霓虹光从背后射入这个逼仄阴暗的小巷。莫德雷德盯了一阵自己的影子,又盯着脚边那具脖颈弯折的男性尸体,尸体的眼睛还睁着。他就像被战锤打断了颈骨似得。她跨过尸体,脚步却放慢了,明明陌生人已经消失在巷道尽头,但不知为何,她认为她会停下来等待。
“秘密,”萨塞尔的声音从远方传来,“需要被见证。”
血,以及尸体......莫德雷德只要闭上眼睛,就能想象出它们摆满战场的样子。这对她比呼吸都要轻易。死亡时屎尿齐流的恶臭会掩盖一切,然而那并不单纯是污秽,那是一种原始深切的腐败,意义非凡,带着比任何言语都要真切的承诺。
就像爱情。
但下杀手的人是谁?萨塞尔的使者又为何要引我至此?
“好好看着吧,傻瓜。”那声音又开始嘲笑她了。
刹那后,莫德雷德目瞪口呆,手脚冰凉。她听到了剑切破肚腹的声音,听到了杰维耶奇的笑声,带着调侃的意味,但也含着疯狂的残酷。
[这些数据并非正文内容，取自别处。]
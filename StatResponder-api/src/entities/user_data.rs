use serde::{Deserialize, Serialize};
use utoipa::ToSchema;

use stat_responder_domain::entities::{
    EmergencyContact as DomainEmergencyContact, MedicalInfo as DomainMedicalInfo,
    NewEmergencyContact, UserDataSnapshot,
};
use stat_responder_domain::services::SyncState;

/// Public representation of an emergency contact
#[derive(Debug, Clone, PartialEq, Serialize, Deserialize, ToSchema)]
#[serde(rename_all = "camelCase")]
pub struct EmergencyContact {
    /// Unique identifier for the contact
    #[schema(example = "1718040000000")]
    pub id: String,

    #[schema(example = "Jane Doe")]
    pub name: String,

    #[schema(example = "Spouse")]
    pub relationship: String,

    /// At least 10 characters of digits, spaces or dashes, optionally starting with +
    #[schema(example = "+1234567890")]
    pub phone_number: String,
}

/// Request payload for creating or replacing a contact
#[derive(Debug, Clone, Serialize, Deserialize, ToSchema)]
#[serde(rename_all = "camelCase")]
pub struct ContactRequest {
    #[schema(example = "Jane Doe")]
    pub name: String,

    #[schema(example = "Spouse")]
    pub relationship: String,

    #[schema(example = "+1234567890")]
    pub phone_number: String,
}

/// Medical details shared with responders. Empty strings mean "not provided".
#[derive(Debug, Clone, Default, PartialEq, Serialize, Deserialize, ToSchema)]
#[serde(rename_all = "camelCase", default)]
pub struct MedicalInfo {
    #[schema(example = "Penicillin")]
    pub allergies: String,

    #[schema(example = "Insulin")]
    pub medications: String,

    #[schema(example = "Type 1 diabetes")]
    pub conditions: String,
}

/// Everything the store holds for the user, plus its state
#[derive(Debug, Serialize, Deserialize, ToSchema)]
#[serde(rename_all = "camelCase")]
pub struct UserDataResponse {
    pub emergency_contacts: Vec<EmergencyContact>,

    /// `null` until medical info has been saved
    pub medical_info: Option<MedicalInfo>,

    /// True until the initial load from storage has finished
    pub is_loading: bool,

    /// "durable" or "pending"
    #[schema(example = "durable")]
    pub sync_state: String,

    /// Number of changes applied in memory but not yet persisted
    pub pending_changes: usize,
}

/// Convert a domain contact to its public form
pub fn convert_to_public_contact(contact: DomainEmergencyContact) -> EmergencyContact {
    EmergencyContact {
        id: contact.id,
        name: contact.name,
        relationship: contact.relationship,
        phone_number: contact.phone_number,
    }
}

/// Convert a create request to the domain's id-less contact
pub fn convert_to_new_contact(request: ContactRequest) -> NewEmergencyContact {
    NewEmergencyContact {
        name: request.name,
        relationship: request.relationship,
        phone_number: request.phone_number,
    }
}

/// Convert a replace request for `id` to a domain contact
pub fn convert_to_domain_contact(id: String, request: ContactRequest) -> DomainEmergencyContact {
    convert_to_new_contact(request).with_id(id)
}

pub fn convert_to_public_medical_info(info: DomainMedicalInfo) -> MedicalInfo {
    MedicalInfo {
        allergies: info.allergies,
        medications: info.medications,
        conditions: info.conditions,
    }
}

pub fn convert_to_domain_medical_info(info: MedicalInfo) -> DomainMedicalInfo {
    DomainMedicalInfo {
        allergies: info.allergies,
        medications: info.medications,
        conditions: info.conditions,
    }
}

/// Build the full user data response
pub fn build_user_data_response(
    snapshot: UserDataSnapshot,
    is_loading: bool,
    sync_state: SyncState,
) -> UserDataResponse {
    let (sync_state, pending_changes) = match sync_state {
        SyncState::Durable => ("durable", 0),
        SyncState::Pending(n) => ("pending", n),
    };

    UserDataResponse {
        emergency_contacts: snapshot
            .emergency_contacts
            .into_iter()
            .map(convert_to_public_contact)
            .collect(),
        medical_info: snapshot.medical_info.map(convert_to_public_medical_info),
        is_loading,
        sync_state: sync_state.to_string(),
        pending_changes,
    }
}

#[cfg(test)]
mod tests {
    use super::*;

    #[test]
    fn test_contact_uses_camel_case() {
        let contact = EmergencyContact {
            id: "1".to_string(),
            name: "Jane Doe".to_string(),
            relationship: "Spouse".to_string(),
            phone_number: "+1234567890".to_string(),
        };

        let json = serde_json::to_value(&contact).unwrap();
        assert_eq!(json["phoneNumber"], "+1234567890");
        assert!(json.get("phone_number").is_none());
    }

    #[test]
    fn test_medical_info_missing_fields_default_to_empty() {
        let info: MedicalInfo = serde_json::from_str(r#"{"allergies":"Peanuts"}"#).unwrap();
        assert_eq!(info.allergies, "Peanuts");
        assert_eq!(info.medications, "");
        assert_eq!(info.conditions, "");
    }

    #[test]
    fn test_pending_sync_state() {
        let response = build_user_data_response(UserDataSnapshot::default(), false, SyncState::Pending(2));
        assert_eq!(response.sync_state, "pending");
        assert_eq!(response.pending_changes, 2);
        assert!(response.medical_info.is_none());

        let json = serde_json::to_value(&response).unwrap();
        assert!(json["medicalInfo"].is_null());
        assert_eq!(json["isLoading"], false);
    }
}
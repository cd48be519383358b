// Public entities for the StatResponder API
// This module contains data structures that are shared across the application boundary

// Emergency contacts and medical info
pub mod user_data;

// AI guidance, symptom checker and hospital lookups
pub mod guidance;

// SOS and preparedness
pub mod sos;
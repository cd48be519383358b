// Repository module structure
pub mod errors;
pub mod user_data;
mod in_memory;
mod key_value;
mod document;
mod cached;

// Re-export commonly used types
pub use errors::RepositoryError;
pub use user_data::UserDataRepositoryTrait;
pub use in_memory::InMemoryRepository;
pub use key_value::{
    FileKeyValueStorage, KeyValueRepository, KeyValueStorage, MemoryKeyValueStorage,
    EMERGENCY_CONTACTS_KEY, MEDICAL_INFO_KEY,
};
pub use document::SqliteDocumentStore;
pub use cached::{with_offline_cache, CacheInitError, CachedBackend, OfflineCache, PersistenceMode};

// Re-export test doubles for both testing and when mock feature is enabled
#[cfg(any(test, feature = "mock"))]
pub use user_data::tests;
以及,她心念了近一年的特级公爵多尔戈鲁基嘶哑而......
怎么可能?
若这场荒谬的谋杀当真实现了,那我们会面临怎样恶劣的现状?不列颠王国又会陷入怎样复杂的局势?我好不容易压下去的政治派系冲突又会乱到何等地步?不......这种事不能发生,绝对不能发生!背叛,这是背叛!莫德雷德奔下黑暗生锈的铁楼梯,脚步踉跄。
杰维耶奇要杀多尔戈鲁基。
“我之前还以为......”老舰船设计师喘息着说,“我们是朋友。”
不,是旧贵族要杀新贵族。
“等等!”莫德雷德发狂一般地咆哮,“杰维耶奇,你他妈的要干什么?马上给我停下来!”